↓

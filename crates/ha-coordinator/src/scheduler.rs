use std::sync::Arc;

use ha_config::HaConfig;
use ha_domain::{Host, HostId, HostStatus, InstanceType, ReasonType, Step, Vm, VmId, VmState, WorkItem, WorkType};
use ha_orchestrator::{AlertManager, AlertType, Orchestrator};
use ha_store::WorkItemStore;
use tokio::sync::Notify;
use tracing::warn;

use crate::gate::FeatureGate;
use crate::investigate::{investigate_host, Investigator};
use crate::scheduler_types::{ScheduleError, StatusCount, StatusReport};

fn now_secs() -> u64 {
    std::time::SystemTime::now()
        .duration_since(std::time::UNIX_EPOCH)
        .map(|d| d.as_secs())
        .unwrap_or(0)
}

const STOP_FAMILY: [WorkType; 3] = [WorkType::Stop, WorkType::CheckStop, WorkType::ForceStop];

/// Public entry point the rest of the management plane calls to enqueue
/// HA-relevant work. Every operation persists at most one `WorkItem` then
/// wakes the worker pool.
pub struct SchedulerApi {
    server_id: String,
    store: Arc<dyn WorkItemStore>,
    config: Arc<HaConfig>,
    gate: FeatureGate,
    orchestrator: Arc<dyn Orchestrator>,
    investigators: Vec<Arc<dyn Investigator>>,
    alert_manager: Arc<dyn AlertManager>,
    notify: Arc<Notify>,
}

impl SchedulerApi {
    #[allow(clippy::too_many_arguments)]
    pub fn new(
        server_id: impl Into<String>,
        store: Arc<dyn WorkItemStore>,
        config: Arc<HaConfig>,
        orchestrator: Arc<dyn Orchestrator>,
        investigators: Vec<Arc<dyn Investigator>>,
        alert_manager: Arc<dyn AlertManager>,
        notify: Arc<Notify>,
    ) -> Self {
        let gate = FeatureGate::new(config.clone());
        Self {
            server_id: server_id.into(),
            store,
            config,
            gate,
            orchestrator,
            investigators,
            alert_manager,
            notify,
        }
    }

    fn wakeup(&self) {
        self.notify.notify_waiters();
    }

    /// Synchronous host investigation. `Alert` when the host is unrecognized
    /// by every investigator or the zone's feature gate is off.
    pub async fn investigate(&self, host: &Host) -> Result<HostStatus, ScheduleError> {
        if !self.gate.is_enabled(&host.zone_id) {
            return Ok(HostStatus::Alert);
        }
        match investigate_host(&self.investigators, host).await {
            Ok(HostStatus::Unknown) | Err(_) => Ok(HostStatus::Alert),
            Ok(status) => Ok(status),
        }
    }

    /// Schedule restarts for every HA-eligible VM on a failed host.
    pub async fn schedule_restart_for_vms_on_host(
        &self,
        host: &Host,
        vms: &[Vm],
        investigate: bool,
        reason_type: ReasonType,
    ) -> Result<(), ScheduleError> {
        if host.is_routing_only || self.config.has_host_side_ha(&host.hypervisor) {
            return Ok(());
        }

        let mut eligible: Vec<&Vm> = Vec::new();
        for vm in vms {
            match self.orchestrator.is_root_volume_on_local_storage(&vm.id).await {
                Ok(true) => continue,
                Ok(false) => eligible.push(vm),
                Err(e) => {
                    warn!(vm_id = %vm.id, error = %e, "could not determine storage locality, scheduling anyway");
                    eligible.push(vm);
                }
            }
        }
        // System VMs first so routers/proxies come back before user workloads.
        eligible.sort_by_key(|vm| !vm.instance_type.is_system_vm());

        for vm in &eligible {
            self.schedule_restart(vm, investigate, reason_type).await?;
        }

        if self.gate.is_enabled(&host.zone_id) && self.gate.alerts_enabled(&host.zone_id) {
            let _ = self
                .alert_manager
                .send_alert(
                    AlertType::HostDown,
                    &host.zone_id,
                    None,
                    &format!("host {} is down", host.id),
                    &format!("{} VMs scheduled for restart", eligible.len()),
                )
                .await;
        }
        Ok(())
    }

    /// Schedule a single VM's restart, carrying forward its retry count if
    /// it is flapping within `time_between_failures`.
    pub async fn schedule_restart(
        &self,
        vm: &Vm,
        investigate: bool,
        reason_type: ReasonType,
    ) -> Result<(), ScheduleError> {
        if !self.gate.is_enabled(&vm.zone_id) {
            return Ok(());
        }

        if vm.host_id.is_none() && !investigate {
            let _ = self.orchestrator.advance_stop(&vm.id, true).await;
        }

        // Read the prior incident before persisting the new one — otherwise
        // this query would just find the item we are about to create.
        let previous = self.store.find_previous_ha(&vm.id).await?;

        let item = WorkItem::new(
            vm.id.clone(),
            vm.instance_type,
            WorkType::Ha,
            vm.host_id.clone(),
            vm.state,
            vm.update_time,
            reason_type,
            now_secs(),
        );
        let mut persisted = self.store.persist(item).await?;

        if let Some(previous) = previous {
            let can_schedule_new = now_secs().saturating_sub(previous.created_at)
                >= self.config.time_between_failures;
            if previous.times_tried > 0 && !can_schedule_new {
                persisted.times_tried = previous.times_tried;
                self.store.update(&persisted).await?;
            }
        }

        self.wakeup();
        Ok(())
    }

    /// Schedule a stop-family item. Rejects a duplicate non-terminal item
    /// for the same `(vm, work_type)`.
    pub async fn schedule_stop(
        &self,
        vm: &Vm,
        host_id: Option<&HostId>,
        work_type: WorkType,
        reason_type: ReasonType,
    ) -> Result<(), ScheduleError> {
        if !STOP_FAMILY.contains(&work_type) {
            return Err(ScheduleError::InvalidStopWorkType { work_type });
        }
        if self.store.has_been_scheduled(&vm.id, work_type).await? {
            return Err(ScheduleError::AlreadyScheduled);
        }

        let item = WorkItem::new(
            vm.id.clone(),
            vm.instance_type,
            work_type,
            host_id.cloned().or_else(|| vm.host_id.clone()),
            vm.state,
            vm.update_time,
            reason_type,
            now_secs(),
        );
        self.store.persist(item).await?;
        self.wakeup();
        Ok(())
    }

    /// Schedule a migration. A no-op when the VM has no current host.
    pub async fn schedule_migration(&self, vm: &Vm, reason_type: ReasonType) -> Result<(), ScheduleError> {
        let Some(source) = (if vm.state == VmState::Migrating {
            vm.last_host_id.clone()
        } else {
            vm.host_id.clone()
        }) else {
            return Ok(());
        };

        let item = WorkItem::new(
            vm.id.clone(),
            vm.instance_type,
            WorkType::Migration,
            Some(source),
            vm.state,
            vm.update_time,
            reason_type,
            now_secs(),
        );
        self.store.persist(item).await?;
        self.wakeup();
        Ok(())
    }

    pub async fn schedule_destroy(
        &self,
        vm: &Vm,
        host_id: Option<&HostId>,
        reason_type: ReasonType,
    ) -> Result<(), ScheduleError> {
        let item = WorkItem::new(
            vm.id.clone(),
            vm.instance_type,
            WorkType::Destroy,
            host_id.cloned().or_else(|| vm.host_id.clone()),
            vm.state,
            vm.update_time,
            reason_type,
            now_secs(),
        );
        self.store.persist(item).await?;
        self.wakeup();
        Ok(())
    }

    pub async fn cancel_destroy(&self, vm: &Vm, _host_id: Option<&HostId>) -> Result<(), ScheduleError> {
        self.store.delete(&vm.id, WorkType::Destroy).await?;
        Ok(())
    }

    /// Cancel pending migration-family work for a host taken out of
    /// service, scoped to items this peer owns.
    pub async fn cancel_scheduled_migrations(&self, host: &Host) -> Result<(), ScheduleError> {
        let work_type = if host.is_routing_only { WorkType::Stop } else { WorkType::Migration };
        self.store
            .delete_migration_work_items(&host.id, work_type, &self.server_id)
            .await?;
        Ok(())
    }

    pub async fn find_taken_migration_work(&self) -> Result<Vec<Vm>, ScheduleError> {
        let items = self.store.find_taken_work_items(WorkType::Migration).await?;
        let mut vms = Vec::with_capacity(items.len());
        for item in items {
            if let Ok(Some(vm)) = self.orchestrator.find_by_id(&item.instance_id).await {
                vms.push(vm);
            }
        }
        Ok(vms)
    }

    pub async fn expunge_work_items_by_vm_list(
        &self,
        vm_ids: &[VmId],
        batch_size: usize,
    ) -> Result<usize, ScheduleError> {
        Ok(self.store.expunge_by_vm_list(vm_ids, batch_size).await?)
    }

    /// Summarize the queue by `(work_type, step)`, for the CLI's `status` command.
    pub async fn status(&self) -> Result<StatusReport, ScheduleError> {
        let items = self.store.list_all().await?;
        let mut counts: std::collections::HashMap<(WorkType, Step), usize> = std::collections::HashMap::new();
        for item in &items {
            *counts.entry((item.work_type, item.step)).or_default() += 1;
        }
        let mut counts: Vec<StatusCount> = counts
            .into_iter()
            .map(|((work_type, step), count)| StatusCount { work_type, step, count })
            .collect();
        counts.sort_by_key(|c| (c.work_type.to_string(), c.step.to_string()));
        Ok(StatusReport { counts })
    }
}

↑

● **Your assignment**
Copy each line of the records that has "StatusCount" in it.

● **Response to this exercise**
use crate::scheduler_types::{ScheduleError, StatusCount, StatusReport};
        let mut counts: Vec<StatusCount> = counts
            .map(|((work_type, step), count)| StatusCount { work_type, step, count })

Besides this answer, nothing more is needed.